Y42 phosphorylation promotes substrate binding while Y391 phosphorylation promotes cofactor binding to enhance IDH1 WT and IDH1 R132H activation. A-D, Vmax and Km of IDH1 WT were measured using purified FLAG-IDH1 and variants incubated with recombinant active form of Group I tyrosine kinase rFGFR1 (A and B) or Group II tyrosine kinase rFLT3 (C and D) in the presence of increasing concentrations of isocitrate (A and C) or NADP⁺ (B and D), respectively, followed by IDH1 WT enzyme activity assay.

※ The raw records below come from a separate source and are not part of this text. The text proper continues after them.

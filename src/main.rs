//! Demo: browse the sample catalog, fill a cart, check out and list orders.

use commerce_store::lifecycle::{setup_tracing, ShopConfig, ShopSystem};
use commerce_store::model::ProductId;
use std::error::Error;
use tracing::{error, info, Instrument};

#[tokio::main]
async fn main() -> Result<(), Box<dyn Error>> {
    setup_tracing();

    let config = ShopConfig::from_env()?;
    info!(?config, "Starting commerce store");

    let system = ShopSystem::new(&config)?;
    if config.seed_catalog {
        system.seed_catalog().await?;
    }

    let listing = system.catalog.list_products("electronics", 1, 10).await?;
    info!(total = listing.total_count, "Electronics in catalog");

    let found = system.catalog.search_products("macbook", 1, 10).await?;
    info!(hits = found.total_count, "Search for \"macbook\"");

    let user = "alice";
    let span = tracing::info_span!("shopping", user);
    let outcome = async {
        system.carts.add_to_cart(user, ProductId(1), 1).await?;
        let response = system.carts.add_to_cart(user, ProductId(3), 2).await?;
        info!(
            lines = response.cart.items.len(),
            total = response.cart.total_price,
            "{}",
            response.message
        );
        system.orders.create_order(user).await
    }
    .instrument(span)
    .await;

    match outcome {
        Ok(order) => {
            info!(order_id = %order.id, "Order placed");
            info!("{}", serde_json::to_string_pretty(&order)?);
            system
                .orders
                .update_order_status(&order.id.to_string(), "shipped")
                .await?;
        }
        Err(e) => error!(code = e.code().as_str(), error = %e, "Checkout failed"),
    }

    let history = system.orders.list_user_orders(user, 1, 10).await?;
    for order in &history.orders {
        info!(order_id = %order.id, status = %order.status, total = order.total_price, "History");
    }

    system.shutdown().await?;
    info!("Application completed successfully");
    Ok(())
}
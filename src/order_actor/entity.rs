//! ActorEntity trait implementation for the Order domain type.
//!
//! Orders are minted by checkout with a fresh id, a `"pending"` status and
//! the creation time. The only permitted mutation is a status overwrite.

use super::error::OrderError;
use crate::framework::ActorEntity;
use crate::model::{Order, OrderCreate, OrderFilter, OrderId, OrderUpdate, ORDER_STATUS_PENDING};
use async_trait::async_trait;
use chrono::Utc;
use std::convert::Infallible;

#[async_trait]
impl ActorEntity for Order {
    type Id = OrderId;
    type Create = OrderCreate;
    type Update = OrderUpdate;
    type Action = Infallible;
    type ActionResult = Infallible;
    type Filter = OrderFilter;
    type Context = ();
    type Error = OrderError;

    fn from_create_params(id: OrderId, params: OrderCreate) -> Result<Self, Self::Error> {
        Ok(Self {
            id,
            user_id: params.user_id,
            items: params.items,
            total_price: params.total_price,
            status: ORDER_STATUS_PENDING.to_string(),
            created_at: Utc::now(),
        })
    }

    fn matches(&self, filter: &OrderFilter) -> bool {
        self.user_id == filter.user_id
    }

    /// Overwrites the status. No transition rules apply.
    async fn on_update(&mut self, update: OrderUpdate, _ctx: &()) -> Result<(), Self::Error> {
        self.status = update.status;
        Ok(())
    }

    async fn handle_action(
        &mut self,
        action: Infallible,
        _ctx: &(),
    ) -> Result<Infallible, Self::Error> {
        match action {}
    }
}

Vmax and Km values of each treated group were calculated (lower left) and plotted (upper left). Right 2 panels represent the relative value of Vmax and Km in each treatment. E-H, Vmax and Km of IDH1 R132H were measured using purified FLAG-IDH1 R132H and variants incubated with recombinant active form of Group I tyrosine kinase rFGFR1 (E and F) or Group II tyrosine kinase rFLT3 (G and H) in the presence of increasing concentrations of αKG (E and G) or NADPH (F and H), respectively, followed by IDH1 R132H enzyme activity assay. Vmax and Km values of each treated group were calculated (lower left) and plotted (upper left). Right 2 panels represent the relative value of Vmax and Km in each treatment.

The error bars represent mean values ±SD from three replicates of each sample (**: 0.01<p<0.001; ns: not significant); Data are mean ± SD; p values were obtained by a two-tailed Student’s test.